Extraordinary Large Bicolor Natural Rough Diamond

Sally Eaton-Magaña, Kgotlaetsho Baatshwana, and Norma-Jean Osi

October 15, 2025

Rough pink diamonds are rarely found, and although the cause of color has been correlated with plastic deformation, the precise mechanism and atomic configuration for the resulting color are topics of continuous research. Therefore, when GIA receives a diamond with distinct pink and colorless sections (figure 1), it is of scientific interest, particularly at an astounding weight of 37.41 ct. GIA has previously examined comparable type Ia pink and colorless bicolor rough, both reportedly from Australia, in much smaller specimens weighing less than 2 ct each (Spring 2021 Lab Notes, pp. 53–55). 

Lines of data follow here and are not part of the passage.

//! Subscription handles.
//!
//! A subscription pairs a callback with the hash of the event type it listens
//! for, a priority, and a fire-once flag. Handles are cheaply cloneable and
//! compare by callback identity: the clone returned from
//! [`EventBus::subscribe`](crate::EventBus::subscribe) is the token a
//! consumer later passes to `unsubscribe`.

use std::rc::Rc;

use crate::event::Event;
use crate::registry::TypeHash;

/// The erased callback returns whether it actually delivered the event;
/// a typed callback skips (returns `false`) when the concrete payload is
/// another type from the same lineage.
struct Inner {
    callback: Box<dyn Fn(&dyn Event) -> bool>,
    used_once: bool,
    priority: i32,
    type_hash: TypeHash,
}

/// A registered (or registerable) listener for one event type hash.
///
/// Two handles are equal iff they share the same inner allocation, which is
/// the Rust rendition of "equality is callback identity". Subscribing the
/// same closure through two separately constructed handles yields two
/// independent subscriptions and two deliveries.
#[derive(Clone)]
pub struct EventSubscription {
    inner: Rc<Inner>,
}

impl EventSubscription {
    /// Exact-type subscription: fires only when the posted payload's concrete
    /// type is `E`.
    ///
    /// A descendant event reaching `E`'s bucket through its lineage cannot be
    /// viewed as an `E` (Rust has no data inheritance), so it is skipped with
    /// a warning; listen with [`EventSubscription::broad`] to observe a whole
    /// lineage subtree.
    pub fn typed<E: Event>(
        callback: impl Fn(&E) + 'static,
        priority: i32,
        used_once: bool,
    ) -> Self {
        let erased = move |event: &dyn Event| match event.downcast_ref::<E>() {
            Some(concrete) => {
                callback(concrete);
                true
            }
            None => {
                tracing::warn!(
                    target: "event_system",
                    "typed subscription skipped a lineage-matched event of another concrete type"
                );
                false
            }
        };
        Self::from_parts(Box::new(erased), TypeHash::of::<E>(), priority, used_once)
    }

    /// Lineage subscription: registered on `E`'s own hash, so it fires for
    /// `E` and for every event whose lineage declares `E`'s name. The
    /// callback receives the type-erased payload and may downcast as needed.
    pub fn broad<E: Event>(
        callback: impl Fn(&dyn Event) + 'static,
        priority: i32,
        used_once: bool,
    ) -> Self {
        let erased = move |event: &dyn Event| {
            callback(event);
            true
        };
        Self::from_parts(Box::new(erased), TypeHash::of::<E>(), priority, used_once)
    }

    /// Convenience for the common case: exact-type, priority 0, fires every
    /// time.
    pub fn on<E: Event>(callback: impl Fn(&E) + 'static) -> Self {
        Self::typed(callback, 0, false)
    }

    /// Convenience: exact-type, priority 0, removed after the first delivery.
    pub fn once<E: Event>(callback: impl Fn(&E) + 'static) -> Self {
        Self::typed(callback, 0, true)
    }

    fn from_parts(
        callback: Box<dyn Fn(&dyn Event) -> bool>,
        type_hash: TypeHash,
        priority: i32,
        used_once: bool,
    ) -> Self {
        Self {
            inner: Rc::new(Inner {
                callback,
                used_once,
                priority,
                type_hash,
            }),
        }
    }

    /// Hash of the event type this subscription is registered against.
    pub fn type_hash(&self) -> TypeHash {
        self.inner.type_hash
    }

    /// Higher priorities are invoked earlier within a bucket.
    pub fn priority(&self) -> i32 {
        self.inner.priority
    }

    /// Whether the subscription is removed after its first delivery.
    pub fn used_once(&self) -> bool {
        self.inner.used_once
    }

    /// Invokes the callback; `false` means the event was skipped rather
    /// than delivered (a fire-once subscription must not be consumed).
    pub(crate) fn invoke(&self, event: &dyn Event) -> bool {
        (self.inner.callback)(event)
    }
}

impl PartialEq for EventSubscription {
    fn eq(&self, other: &Self) -> bool {
        Rc::ptr_eq(&self.inner, &other.inner)
    }
}

impl Eq for EventSubscription {}

impl std::fmt::Debug for EventSubscription {
    fn fmt(&self, f: &mut std::fmt::Formatter<'_>) -> std::fmt::Result {
        f.debug_struct("EventSubscription")
            .field("type_hash", &self.inner.type_hash)
            .field("priority", &self.inner.priority)
            .field("used_once", &self.inner.used_once)
            .finish()
    }
}

#[cfg(test)]
mod tests {
    use super::*;
    use crate::event::Lineage;

    struct Ping;
    impl Event for Ping {
        fn lineage() -> Lineage {
            Lineage::of("tests::Ping")
        }
    }

    #[test]
    fn clones_are_equal_fresh_handles_are_not() {
        let a = EventSubscription::on(|_: &Ping| {});
        let b = a.clone();
        let c = EventSubscription::on(|_: &Ping| {});

        assert_eq!(a, b);
        assert_ne!(a, c);
    }

    struct Pong;
    impl Event for Pong {
        fn lineage() -> Lineage {
            Lineage::of("tests::Pong").extends(Ping::lineage())
        }
    }

    #[test]
    fn invoke_reports_whether_it_delivered() {
        let typed = EventSubscription::on(|_: &Ping| {});
        assert!(typed.invoke(&Ping));
        // Same lineage, different concrete type: skipped, not delivered.
        assert!(!typed.invoke(&Pong));

        let broad = EventSubscription::broad::<Ping>(|_| {}, 0, false);
        assert!(broad.invoke(&Pong));
    }

    #[test]
    fn typed_subscription_carries_own_hash() {
        let sub = EventSubscription::typed(|_: &Ping| {}, 3, true);
        assert_eq!(sub.type_hash(), TypeHash::of::<Ping>());
        assert_eq!(sub.priority(), 3);
        assert!(sub.used_once());
    }
}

Sourced from the Karowe mine in Botswana, this rare find was submitted to GIA’s Botswana laboratory for the GIA Diamond Origin Report service. The stone measured 24.3 × 16.0 × 14.5 mm and examination showed mostly a sharp boundary between the pink and colorless zones (figure 2). 

The Karowe mine recently has been a frequent source of noteworthy diamonds, including the second-largest rough diamond ever recovered at 2,488 ct (“GIA tests the world’s second largest diamond,” GIA Research News, August 15, 2025), nine diamonds weighing more than 1,000 ct each, and several other pink diamonds, such as the 62 ct type IIa “Boitumelo” (“Lucara recovers 62 carat fancy pink diamond ‘Boitumelo’ from the Karowe mine in Botswana,” July 13, 2021, https://lucaradiamond.com/newsroom/news-releases/lucara-recovers-62-carat-fancy-pink-diamond-boitum-122825/).

Fourier-transform infrared absorption, visible/near-infrared (Vis-NIR) absorption, and photoluminescence (PL) spectroscopy along with deep-UV imaging were collected from both the pink and the colorless portions of the submitted diamond in order to better characterize its properties. The diamond was identified as type IIa with no observable differences in the IR spectra in the two sections. Vis-NIR absorption showed the 550 nm absorption band in the spectrum collected from the pink section; unsurprisingly, it was absent from the colorless section (figure 3). There were minor differences in features detected within the PL spectra collected with 457, 633, and 830 nm lasers, along with deep-UV fluorescence imaging when comparing data collected between the pink and colorless portions. However, the full peak width at half-maximum of the H3 center (NVN⁰; 503.2 nm) was significantly narrower in the pink section (0.61 nm) than in the colorless section (1.12 nm).

The 514 nm PL spectra did show some differences (figure 4). The pink zone displayed an undulating broad photoluminescence band centered at ~670 nm, commonly seen in the PL spectra of pink diamonds, that was not apparent in the colorless spectrum (S. Eaton-Magaña et al., “Comparison of gemological and spectroscopic features in type IIa and Ia natural pink diamonds,” Diamond and Related Materials, Vol. 105, 2020, article no. 107784). Additionally, the 514 nm PL spectrum from the colorless zone showed a series of features from 790–840 nm; although this series of features is uncharacterized, it is often observed in the 514 nm PL spectra of rough IIa diamonds and occasionally faceted diamonds.

Nearly all natural pink diamonds derive their color from the 550 nm absorption band, which is generally accepted as a byproduct in the diamond when stress, such as mountain-building events, results in plastic deformation of the stone. From what is understood about pink diamond formation, the pink section likely was initially colorless and then plastically deformed resulting in its pink color; it is assumed that the colorless section formed at a later time after the stress-causing event. The distinctive appearance of this bicolor rough diamond displaying two attractive colors, its large size, and its potential to yield more information about pink diamond formation make this diamond quite noteworthy.